This week begins one of the largest strikes of railway workers since 1989, as 50,000 RMT members and associated workers walk out on three separate days over disputes on pay freezes, non-compulsory redundancies, and in a separate dispute over pensions and job losses from the London Underground workers.
The facts on why these strikes should happen is plainly obvious, and ever murkier times ahead with a government failing to grasp the immensity of the cost of living crisis, puts them beyond necessity.
As to be expected, these drastic actions taken by the RMT have been vilified by the usual suspects. Conservative (and non-conservative) politicians, the media and ‘political commentators’ have repeated the same rhetoric against the union and its plan of action. Such individuals play dumb to not only the toil of being a low-paid railworker, but to the actual organisational structure of the rail system. One of these tactics of oversimplification has been the quotation of how much a train driver typically makes, who are in fact not the members of the workforce who are striking, and if so are doing it in solidarity with their fellow rail workers.
One of the wonderfully hypocritical critiques of the RMT strikes came from Times cartoonist Peter Brookes. Brookes depicts this scene of the rail worker(s) depriving other “key” workers of getting to their workplaces. Delightfully, this illustrates not only the greater value we should hold on the workers in all our transport services, but rather the simple socialist principle of the united struggle of the working-class.
This strike comes just after the TUC’s We Demand Better in London, Saturday 18, which saw the labour movement and other progressive organisations march in favour of higher wages for workers. Union activity is more necessary than ever after the pandemic and into the cost of living crisis.
One of the turns of phrase that was frequently used over the course of the pandemic by the government and the media was ‘key worker’. This term did have significant proper connotations during the pandemic when it came to the attendance of school children in schools in person. But often in context, it was a wider term used to describe any worker continuing to work in person throughout the spread of the virus in an often congratulatory context.
This expression isn’t wrong, in fact far more correct than given credit. Both public and private-sector workers helped at least keep the foundation of our society together, saving lives even in the face of what is a great and continuing catastrophe.
It’s obvious that the workers who suffered and were toiled the most through the pandemic were indeed NHS and any medical workers. We can remember the pleasant but seemingly pointless clapping outside our doors on the occasional day for the health service. Seemingly, the ‘thanks’ that was often also extended to other public sector key workers, including rail workers, now seems even more vapid and pointless.
So how is this the case? How after all that was lost and are still losing over the course of the pandemic do we only slightly value our health workers, and seemingly why do we not value other important sectors such as transport workers?
At this point, the ‘key workers’ that we thanked so frequently have become so disassociated with our own experience of society through manipulation by politicians, the media and the bourgeois that they are almost ‘dehumanised’. In the sense that the public, at fault of the aforementioned actors, have treated a wider grouping of people as a heroic organ, we have lost touch with the reality that many service workers are simply underpaid and mistreated.
As the word hero and ‘superhero’ have commonly been used in regard to the service workers throughout the pandemic, there is a metaphor hidden within this.

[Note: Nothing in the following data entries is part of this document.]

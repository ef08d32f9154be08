// src/models/pedido_restaurante.rs

use chrono::{DateTime, Utc};
use rust_decimal::Decimal;
use serde::{Deserialize, Serialize};
use sqlx::FromRow;
use utoipa::{IntoParams, ToSchema};
use validator::Validate;

use crate::common::error::AppError;

// Status do pedido de restaurante.
pub const STATUS_LIBERADO: i32 = 0;
pub const STATUS_PROCESSADO: i32 = 1;
pub const STATUS_ALTERANDO: i32 = 2;
pub const STATUS_CANCELADO: i32 = 3;

#[derive(Debug, Clone, Serialize, FromRow, ToSchema)]
pub struct PedidoRestaurante {
    pub id: i32,
    pub cod_loja: i32,
    pub cod_usuario: i32,
    pub codigo_cartao: Option<String>,
    pub data_hora: DateTime<Utc>,
    pub origem: String,
    pub status: i32,
    pub total_itens: Decimal,
    pub total_pedido: Decimal,
    pub created_at: DateTime<Utc>,
    pub updated_at: DateTime<Utc>,
}

#[derive(Debug, Clone, Serialize, FromRow, ToSchema)]
pub struct ItemPedidoRestaurante {
    pub id: i32,
    pub pedido_id: i32,
    pub cod_produto: i32,
    pub descricao: String,
    pub quantidade: Decimal,
    pub pr_venda: Decimal,
    pub pr_custo: Decimal,
    pub subtotal: Decimal,
}

#[derive(Debug, Clone, Serialize, ToSchema)]
pub struct PedidoRestauranteComItens {
    #[serde(flatten)]
    pub pedido: PedidoRestaurante,
    pub itens: Vec<ItemPedidoRestaurante>,
}

#[derive(Debug, Clone, Serialize, Deserialize, ToSchema)]
pub struct ItemRestaurantePayload {
    pub cod_produto: Option<i32>,
    pub descricao: Option<String>,
    pub quantidade: Option<Decimal>,
    pub pr_venda: Option<Decimal>,
    pub pr_custo: Option<Decimal>,
    pub subtotal: Option<Decimal>,
}

#[derive(Debug, Clone, Serialize, Deserialize, ToSchema)]
pub struct TotaisPayload {
    pub total_itens: Option<Decimal>,
    pub total_pedido: Option<Decimal>,
}

#[derive(Debug, Deserialize, Validate, ToSchema)]
pub struct CadastrarPedidoRestaurantePayload {
    /// Presente: substitui cabeçalho e itens do pedido existente.
    pub id: Option<i32>,

    #[validate(required(message = "Campos obrigatorios: cod_loja, cod_usuario, data_hora, origem, totais e itens."))]
    pub cod_loja: Option<i32>,

    #[validate(required(message = "Campos obrigatorios: cod_loja, cod_usuario, data_hora, origem, totais e itens."))]
    pub cod_usuario: Option<i32>,

    pub codigo_cartao: Option<String>,

    #[validate(required(message = "Campos obrigatorios: cod_loja, cod_usuario, data_hora, origem, totais e itens."))]
    pub data_hora: Option<DateTime<Utc>>,

    #[validate(
        required(message = "Campos obrigatorios: cod_loja, cod_usuario, data_hora, origem, totais e itens."),
        length(min = 1, message = "origem nao pode ser vazia.")
    )]
    pub origem: Option<String>,

    #[validate(required(message = "Campos obrigatorios: cod_loja, cod_usuario, data_hora, origem, totais e itens."))]
    pub totais: Option<TotaisPayload>,

    #[validate(length(min = 1, message = "Pedido sem itens."))]
    #[serde(default)]
    pub itens: Vec<ItemRestaurantePayload>,
}

#[derive(Debug, Clone, PartialEq)]
pub struct NovoItemRestaurante {
    pub cod_produto: i32,
    pub descricao: String,
    pub quantidade: Decimal,
    pub pr_venda: Decimal,
    pub pr_custo: Decimal,
    pub subtotal: Decimal,
}

#[derive(Debug, Clone)]
pub struct NovoPedidoRestaurante {
    pub id: Option<i32>,
    pub cod_loja: i32,
    pub cod_usuario: i32,
    pub codigo_cartao: Option<String>,
    pub data_hora: DateTime<Utc>,
    pub origem: String,
    pub total_itens: Decimal,
    pub total_pedido: Decimal,
    pub itens: Vec<NovoItemRestaurante>,
}

fn campos_obrigatorios() -> AppError {
    AppError::BadRequest(
        "Campos obrigatorios: cod_loja, cod_usuario, data_hora, origem, totais e itens.".into(),
    )
}

impl ItemRestaurantePayload {
    fn converter(&self, index: usize) -> Result<NovoItemRestaurante, AppError> {
        let invalido = |motivo: &str| AppError::ItemInvalido {
            index,
            message: format!("Item {index}: {motivo}"),
            details: serde_json::to_value(self).unwrap_or_default(),
        };

        let (Some(cod_produto), Some(descricao), Some(quantidade), Some(pr_venda), Some(pr_custo), Some(subtotal)) = (
            self.cod_produto,
            self.descricao.as_ref(),
            self.quantidade,
            self.pr_venda,
            self.pr_custo,
            self.subtotal,
        ) else {
            return Err(invalido(
                "campos obrigatorios: cod_produto, descricao, quantidade, pr_venda, pr_custo e subtotal.",
            ));
        };

        if quantidade <= Decimal::ZERO {
            return Err(invalido("quantidade deve ser maior que zero."));
        }
        if pr_venda.is_sign_negative() || pr_custo.is_sign_negative() || subtotal.is_sign_negative() {
            return Err(invalido("pr_venda, pr_custo e subtotal devem ser >= 0."));
        }

        Ok(NovoItemRestaurante {
            cod_produto,
            descricao: descricao.clone(),
            quantidade,
            pr_venda,
            pr_custo,
            subtotal,
        })
    }
}

impl CadastrarPedidoRestaurantePayload {
    pub fn converter(self) -> Result<NovoPedidoRestaurante, AppError> {
        self.validate()?;

        let itens = self
            .itens
            .iter()
            .enumerate()
            .map(|(index, item)| item.converter(index))
            .collect::<Result<Vec<_>, _>>()?;

        let totais = self.totais.ok_or_else(campos_obrigatorios)?;
        let (Some(total_itens), Some(total_pedido)) = (totais.total_itens, totais.total_pedido) else {
            return Err(AppError::BadRequest(
                "totais.total_itens e totais.total_pedido sao obrigatorios.".into(),
            ));
        };

        Ok(NovoPedidoRestaurante {
            id: self.id,
            cod_loja: self.cod_loja.ok_or_else(campos_obrigatorios)?,
            cod_usuario: self.cod_usuario.ok_or_else(campos_obrigatorios)?,
            codigo_cartao: self.codigo_cartao,
            data_hora: self.data_hora.ok_or_else(campos_obrigatorios)?,
            origem: self.origem.ok_or_else(campos_obrigatorios)?,
            total_itens,
            total_pedido,
            itens,
        })
    }
}

#[derive(Debug, Serialize, ToSchema)]
pub struct PedidoRestauranteRegistrado {
    pub message: String,
    pub id: i32,
    pub status: i32,
}

#[derive(Debug, Deserialize, IntoParams)]
#[into_params(parameter_in = Query)]
pub struct LiberadosQuery {
    pub cod_loja: i32,
}

#[derive(Debug, Deserialize, Validate, ToSchema)]
pub struct StatusPedidoPayload {
    pub id: i32,
    #[validate(range(min = 0, max = 3, message = "status deve ser 0, 1, 2 ou 3."))]
    pub status: i32,
}

#[cfg(test)]
mod tests {
    use super::*;

    fn payload(json: &str) -> CadastrarPedidoRestaurantePayload {
        serde_json::from_str(json).unwrap()
    }

    #[test]
    fn converte_pedido_completo() {
        let pedido = payload(
            r#"{
                "cod_loja": 1,
                "cod_usuario": 4,
                "codigo_cartao": "M12",
                "data_hora": "2024-06-01T20:15:00Z",
                "origem": "garcom",
                "totais": {"total_itens": 2, "total_pedido": 30},
                "itens": [{"cod_produto": 5, "descricao": "Pizza", "quantidade": 2, "pr_venda": 15, "pr_custo": 6, "subtotal": 30}]
            }"#,
        )
        .converter()
        .unwrap();

        assert_eq!(pedido.id, None);
        assert_eq!(pedido.itens.len(), 1);
        assert_eq!(pedido.origem, "garcom");
    }

    #[test]
    fn item_incompleto_informa_indice() {
        let err = payload(
            r#"{
                "cod_loja": 1,
                "cod_usuario": 4,
                "data_hora": "2024-06-01T20:15:00Z",
                "origem": "garcom",
                "totais": {"total_itens": 1, "total_pedido": 10},
                "itens": [
                    {"cod_produto": 5, "descricao": "Pizza", "quantidade": 1, "pr_venda": 10, "pr_custo": 4, "subtotal": 10},
                    {"cod_produto": 6, "descricao": "Suco"}
                ]
            }"#,
        )
        .converter()
        .unwrap_err();

        match err {
            AppError::ItemInvalido { index, details, .. } => {
                assert_eq!(index, 1);
                assert_eq!(details["descricao"], "Suco");
            }
            other => panic!("variante inesperada: {other:?}"),
        }
    }

    #[test]
    fn totais_sao_obrigatorios() {
        let sem_totais = payload(
            r#"{
                "cod_loja": 1,
                "cod_usuario": 4,
                "data_hora": "2024-06-01T20:15:00Z",
                "origem": "garcom",
                "itens": [{"cod_produto": 5, "descricao": "Pizza", "quantidade": 1, "pr_venda": 10, "pr_custo": 4, "subtotal": 10}]
            }"#,
        );
        let erros = sem_totais.validate().unwrap_err();
        assert!(erros.field_errors().contains_key("totais"));

        let com_totais = payload(
            r#"{
                "cod_loja": 1,
                "cod_usuario": 4,
                "data_hora": "2024-06-01T20:15:00Z",
                "origem": "garcom",
                "totais": {"total_itens": 1, "total_pedido": 10},
                "itens": [{"cod_produto": 5, "descricao": "Pizza", "quantidade": 1, "pr_venda": 10, "pr_custo": 4, "subtotal": 10}]
            }"#,
        );
        assert!(com_totais.validate().is_ok());
    }

    #[test]
    fn status_fora_da_faixa() {
        assert!(StatusPedidoPayload { id: 1, status: 4 }.validate().is_err());
        assert!(StatusPedidoPayload { id: 1, status: STATUS_CANCELADO }.validate().is_ok());
    }
}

If we were granted the presence of someone who had superpowers, wouldn’t it be a disgrace if they acted like mere mortals?
In this sense, the generalisation of the function of ‘key workers’ as heroic makes them far more easier to vilify. It’s nothing close to extraordinary what service workers have done to keep the country running, so when they show a human face, one of exploitation, then they are warped into villains by the evil actors of capitalism. And by many of our warped minds too.
So as quickly as rail workers have seemingly gone from ‘heroes’ to ‘villains’ in a typical case of the loss of Gattungswesen, this is a stark warning to the workers of Great Britain that the struggle of one trade is one of all. Whilst the Conservative government still tries to suck dry the remaining pride and patriotism it can manipulate into votes from our National Health Service in their continuing commendation of their response to the pandemic, NHS workers who take action in the future will almost certainly experience a similar fall in capitalist virtue.
As the anti-strike propaganda and it’s familiar form has already taken a hold on a generation who is well-used to the disruption that strikes and underpayment can cause, it should be easy to remind ourselves that action like this needs to be taken to avoid this fate of suffering through a cost of living crisis. The RMT should be commended, and taken an example of when it comes to action. This a call of action to not just join your associated union, but to engage, organise, and without flinching, to strike when necessary. Or soon we will all be thrown under the train.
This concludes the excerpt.